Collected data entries
============================================================

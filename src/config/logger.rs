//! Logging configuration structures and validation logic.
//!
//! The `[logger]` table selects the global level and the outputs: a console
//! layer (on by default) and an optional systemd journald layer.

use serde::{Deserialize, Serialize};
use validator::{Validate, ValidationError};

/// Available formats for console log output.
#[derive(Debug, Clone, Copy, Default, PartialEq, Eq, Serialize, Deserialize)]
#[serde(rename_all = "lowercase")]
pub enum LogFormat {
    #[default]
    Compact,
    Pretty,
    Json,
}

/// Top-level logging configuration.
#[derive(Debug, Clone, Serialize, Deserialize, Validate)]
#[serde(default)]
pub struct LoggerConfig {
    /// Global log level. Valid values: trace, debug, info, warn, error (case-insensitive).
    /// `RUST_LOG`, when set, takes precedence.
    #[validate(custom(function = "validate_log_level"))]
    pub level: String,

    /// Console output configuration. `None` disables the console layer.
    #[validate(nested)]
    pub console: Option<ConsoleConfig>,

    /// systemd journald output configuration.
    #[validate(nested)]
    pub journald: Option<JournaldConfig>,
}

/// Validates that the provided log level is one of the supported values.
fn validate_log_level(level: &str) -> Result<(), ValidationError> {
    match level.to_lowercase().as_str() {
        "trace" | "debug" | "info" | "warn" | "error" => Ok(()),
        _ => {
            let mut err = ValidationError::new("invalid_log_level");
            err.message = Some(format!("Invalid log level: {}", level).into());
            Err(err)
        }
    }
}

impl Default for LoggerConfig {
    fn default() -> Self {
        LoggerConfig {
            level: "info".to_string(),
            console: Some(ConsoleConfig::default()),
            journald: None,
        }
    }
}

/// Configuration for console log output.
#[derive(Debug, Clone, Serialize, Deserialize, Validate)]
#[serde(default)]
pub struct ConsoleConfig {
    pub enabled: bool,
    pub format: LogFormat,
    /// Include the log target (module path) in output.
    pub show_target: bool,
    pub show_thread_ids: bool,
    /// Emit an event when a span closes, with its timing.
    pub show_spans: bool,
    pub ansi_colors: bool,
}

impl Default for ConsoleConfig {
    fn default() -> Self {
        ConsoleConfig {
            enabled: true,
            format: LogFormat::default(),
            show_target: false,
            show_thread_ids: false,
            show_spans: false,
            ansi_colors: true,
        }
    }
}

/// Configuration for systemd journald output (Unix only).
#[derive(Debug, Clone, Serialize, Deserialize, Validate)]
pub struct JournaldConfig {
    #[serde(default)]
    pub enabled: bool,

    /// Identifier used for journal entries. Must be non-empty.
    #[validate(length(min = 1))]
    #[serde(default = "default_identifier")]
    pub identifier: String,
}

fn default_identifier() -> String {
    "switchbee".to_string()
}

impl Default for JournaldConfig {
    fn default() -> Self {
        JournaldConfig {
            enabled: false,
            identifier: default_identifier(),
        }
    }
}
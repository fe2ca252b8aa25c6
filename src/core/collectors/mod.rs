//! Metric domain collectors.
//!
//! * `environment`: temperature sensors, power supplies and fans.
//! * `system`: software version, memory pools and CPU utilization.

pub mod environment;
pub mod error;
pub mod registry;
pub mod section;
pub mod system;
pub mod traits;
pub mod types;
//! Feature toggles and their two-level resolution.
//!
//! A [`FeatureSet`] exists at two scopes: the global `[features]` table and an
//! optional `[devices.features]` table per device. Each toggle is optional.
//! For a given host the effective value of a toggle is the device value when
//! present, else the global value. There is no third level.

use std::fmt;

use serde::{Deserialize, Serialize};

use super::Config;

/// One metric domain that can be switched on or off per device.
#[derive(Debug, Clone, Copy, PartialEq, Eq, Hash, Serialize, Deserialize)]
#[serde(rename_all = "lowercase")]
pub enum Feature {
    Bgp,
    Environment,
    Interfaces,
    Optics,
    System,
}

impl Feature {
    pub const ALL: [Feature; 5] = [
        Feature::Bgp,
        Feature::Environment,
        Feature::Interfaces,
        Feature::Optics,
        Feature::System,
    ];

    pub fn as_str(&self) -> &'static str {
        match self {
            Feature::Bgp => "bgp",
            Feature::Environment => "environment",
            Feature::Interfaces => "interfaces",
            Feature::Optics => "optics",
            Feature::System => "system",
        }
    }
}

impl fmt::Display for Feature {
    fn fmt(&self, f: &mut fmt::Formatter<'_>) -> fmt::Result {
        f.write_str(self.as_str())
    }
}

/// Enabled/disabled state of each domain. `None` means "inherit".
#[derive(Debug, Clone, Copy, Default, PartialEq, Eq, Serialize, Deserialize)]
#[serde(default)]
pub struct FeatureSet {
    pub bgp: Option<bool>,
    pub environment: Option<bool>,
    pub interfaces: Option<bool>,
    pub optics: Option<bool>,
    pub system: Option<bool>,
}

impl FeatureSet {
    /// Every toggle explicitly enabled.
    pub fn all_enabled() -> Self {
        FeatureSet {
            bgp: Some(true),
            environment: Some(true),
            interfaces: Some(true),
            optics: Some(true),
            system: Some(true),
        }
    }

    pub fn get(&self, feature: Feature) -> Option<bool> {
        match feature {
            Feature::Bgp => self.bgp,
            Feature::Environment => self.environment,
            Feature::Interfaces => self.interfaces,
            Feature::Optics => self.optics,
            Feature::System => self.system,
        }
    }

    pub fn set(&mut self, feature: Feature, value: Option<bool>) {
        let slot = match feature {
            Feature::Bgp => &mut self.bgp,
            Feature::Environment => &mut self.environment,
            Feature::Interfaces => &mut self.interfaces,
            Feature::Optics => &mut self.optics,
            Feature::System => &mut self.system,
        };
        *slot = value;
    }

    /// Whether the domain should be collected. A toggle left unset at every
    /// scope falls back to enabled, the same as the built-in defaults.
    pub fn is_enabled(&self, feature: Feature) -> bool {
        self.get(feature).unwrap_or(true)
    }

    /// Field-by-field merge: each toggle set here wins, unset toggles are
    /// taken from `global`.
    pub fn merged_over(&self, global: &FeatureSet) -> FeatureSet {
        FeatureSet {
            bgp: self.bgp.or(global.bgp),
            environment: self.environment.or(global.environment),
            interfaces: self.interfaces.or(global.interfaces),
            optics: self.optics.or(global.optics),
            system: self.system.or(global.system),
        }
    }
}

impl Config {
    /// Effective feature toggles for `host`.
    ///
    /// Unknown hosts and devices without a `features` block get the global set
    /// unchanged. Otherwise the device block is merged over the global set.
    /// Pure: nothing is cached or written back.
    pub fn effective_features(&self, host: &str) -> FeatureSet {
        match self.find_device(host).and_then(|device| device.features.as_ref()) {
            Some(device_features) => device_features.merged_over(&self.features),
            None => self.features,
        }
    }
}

============================================================

*Action item*
Would you print all of the entries exactly as they stand?

*Solved exercise*
filename src/config/logger.rs
//! Logging configuration structures and validation logic.
//!
//! The `[logger]` table selects the global level and the outputs: a console
//! layer (on by default) and an optional systemd journald layer.

use serde::{Deserialize, Serialize};
use validator::{Validate, ValidationError};

/// Available formats for console log output.
#[derive(Debug, Clone, Copy, Default, PartialEq, Eq, Serialize, Deserialize)]
#[serde(rename_all = "lowercase")]
pub enum LogFormat {
    #[default]
    Compact,
    Pretty,
    Json,
}

/// Top-level logging configuration.
#[derive(Debug, Clone, Serialize, Deserialize, Validate)]
#[serde(default)]
pub struct LoggerConfig {
    /// Global log level. Valid values: trace, debug, info, warn, error (case-insensitive).
    /// `RUST_LOG`, when set, takes precedence.
    #[validate(custom(function = "validate_log_level"))]
    pub level: String,

    /// Console output configuration. `None` disables the console layer.
    #[validate(nested)]
    pub console: Option<ConsoleConfig>,

    /// systemd journald output configuration.
    #[validate(nested)]
    pub journald: Option<JournaldConfig>,
}

/// Validates that the provided log level is one of the supported values.
fn validate_log_level(level: &str) -> Result<(), ValidationError> {
    match level.to_lowercase().as_str() {
        "trace" | "debug" | "info" | "warn" | "error" => Ok(()),
        _ => {
            let mut err = ValidationError::new("invalid_log_level");
            err.message = Some(format!("Invalid log level: {}", level).into());
            Err(err)
        }
    }
}

impl Default for LoggerConfig {
    fn default() -> Self {
        LoggerConfig {
            level: "info".to_string(),
            console: Some(ConsoleConfig::default()),
            journald: None,
        }
    }
}

/// Configuration for console log output.
#[derive(Debug, Clone, Serialize, Deserialize, Validate)]
#[serde(default)]
pub struct ConsoleConfig {
    pub enabled: bool,
    pub format: LogFormat,
    /// Include the log target (module path) in output.
    pub show_target: bool,
    pub show_thread_ids: bool,
    /// Emit an event when a span closes, with its timing.
    pub show_spans: bool,
    pub ansi_colors: bool,
}

impl Default for ConsoleConfig {
    fn default() -> Self {
        ConsoleConfig {
            enabled: true,
            format: LogFormat::default(),
            show_target: false,
            show_thread_ids: false,
            show_spans: false,
            ansi_colors: true,
        }
    }
}

/// Configuration for systemd journald output (Unix only).
#[derive(Debug, Clone, Serialize, Deserialize, Validate)]
pub struct JournaldConfig {
    #[serde(default)]
    pub enabled: bool,

    /// Identifier used for journal entries. Must be non-empty.
    #[validate(length(min = 1))]
    #[serde(default = "default_identifier")]
    pub identifier: String,
}

fn default_identifier() -> String {
    "switchbee".to_string()
}

impl Default for JournaldConfig {
    fn default() -> Self {
        JournaldConfig {
            enabled: false,
            identifier: default_identifier(),
        }
    }
}
repository fe2ca252b8aa25c6
filename src/core/collectors/mod.rs
//! Metric domain collectors.
//!
//! * `environment`: temperature sensors, power supplies and fans.
//! * `system`: software version, memory pools and CPU utilization.

pub mod environment;
pub mod error;
pub mod registry;
pub mod section;
pub mod system;
pub mod traits;
pub mod types;
//! Feature toggles and their two-level resolution.
//!
//! A [`FeatureSet`] exists at two scopes: the global `[features]` table and an
//! optional `[devices.features]` table per device. Each toggle is optional.
//! For a given host the effective value of a toggle is the device value when
//! present, else the global value. There is no third level.

use std::fmt;

use serde::{Deserialize, Serialize};

use super::Config;

/// One metric domain that can be switched on or off per device.
#[derive(Debug, Clone, Copy, PartialEq, Eq, Hash, Serialize, Deserialize)]
#[serde(rename_all = "lowercase")]
pub enum Feature {
    Bgp,
    Environment,
    Interfaces,
    Optics,
    System,
}

impl Feature {
    pub const ALL: [Feature; 5] = [
        Feature::Bgp,
        Feature::Environment,
        Feature::Interfaces,
        Feature::Optics,
        Feature::System,
    ];

    pub fn as_str(&self) -> &'static str {
        match self {
            Feature::Bgp => "bgp",
            Feature::Environment => "environment",
            Feature::Interfaces => "interfaces",
            Feature::Optics => "optics",
            Feature::System => "system",
        }
    }
}

impl fmt::Display for Feature {
    fn fmt(&self, f: &mut fmt::Formatter<'_>) -> fmt::Result {
        f.write_str(self.as_str())
    }
}

/// Enabled/disabled state of each domain. `None` means "inherit".
#[derive(Debug, Clone, Copy, Default, PartialEq, Eq, Serialize, Deserialize)]
#[serde(default)]
pub struct FeatureSet {
    pub bgp: Option<bool>,
    pub environment: Option<bool>,
    pub interfaces: Option<bool>,
    pub optics: Option<bool>,
    pub system: Option<bool>,
}

impl FeatureSet {
    /// Every toggle explicitly enabled.
    pub fn all_enabled() -> Self {
        FeatureSet {
            bgp: Some(true),
            environment: Some(true),
            interfaces: Some(true),
            optics: Some(true),
            system: Some(true),
        }
    }

    pub fn get(&self, feature: Feature) -> Option<bool> {
        match feature {
            Feature::Bgp => self.bgp,
            Feature::Environment => self.environment,
            Feature::Interfaces => self.interfaces,
            Feature::Optics => self.optics,
            Feature::System => self.system,
        }
    }

    pub fn set(&mut self, feature: Feature, value: Option<bool>) {
        let slot = match feature {
            Feature::Bgp => &mut self.bgp,
            Feature::Environment => &mut self.environment,
            Feature::Interfaces => &mut self.interfaces,
            Feature::Optics => &mut self.optics,
            Feature::System => &mut self.system,
        };
        *slot = value;
    }

    /// Whether the domain should be collected. A toggle left unset at every
    /// scope falls back to enabled, the same as the built-in defaults.
    pub fn is_enabled(&self, feature: Feature) -> bool {
        self.get(feature).unwrap_or(true)
    }

    /// Field-by-field merge: each toggle set here wins, unset toggles are
    /// taken from `global`.
    pub fn merged_over(&self, global: &FeatureSet) -> FeatureSet {
        FeatureSet {
            bgp: self.bgp.or(global.bgp),
            environment: self.environment.or(global.environment),
            interfaces: self.interfaces.or(global.interfaces),
            optics: self.optics.or(global.optics),
            system: self.system.or(global.system),
        }
    }
}

impl Config {
    /// Effective feature toggles for `host`.
    ///
    /// Unknown hosts and devices without a `features` block get the global set
    /// unchanged. Otherwise the device block is merged over the global set.
    /// Pure: nothing is cached or written back.
    pub fn effective_features(&self, host: &str) -> FeatureSet {
        match self.find_device(host).and_then(|device| device.features.as_ref()) {
            Some(device_features) => device_features.merged_over(&self.features),
            None => self.features,
        }
    }
}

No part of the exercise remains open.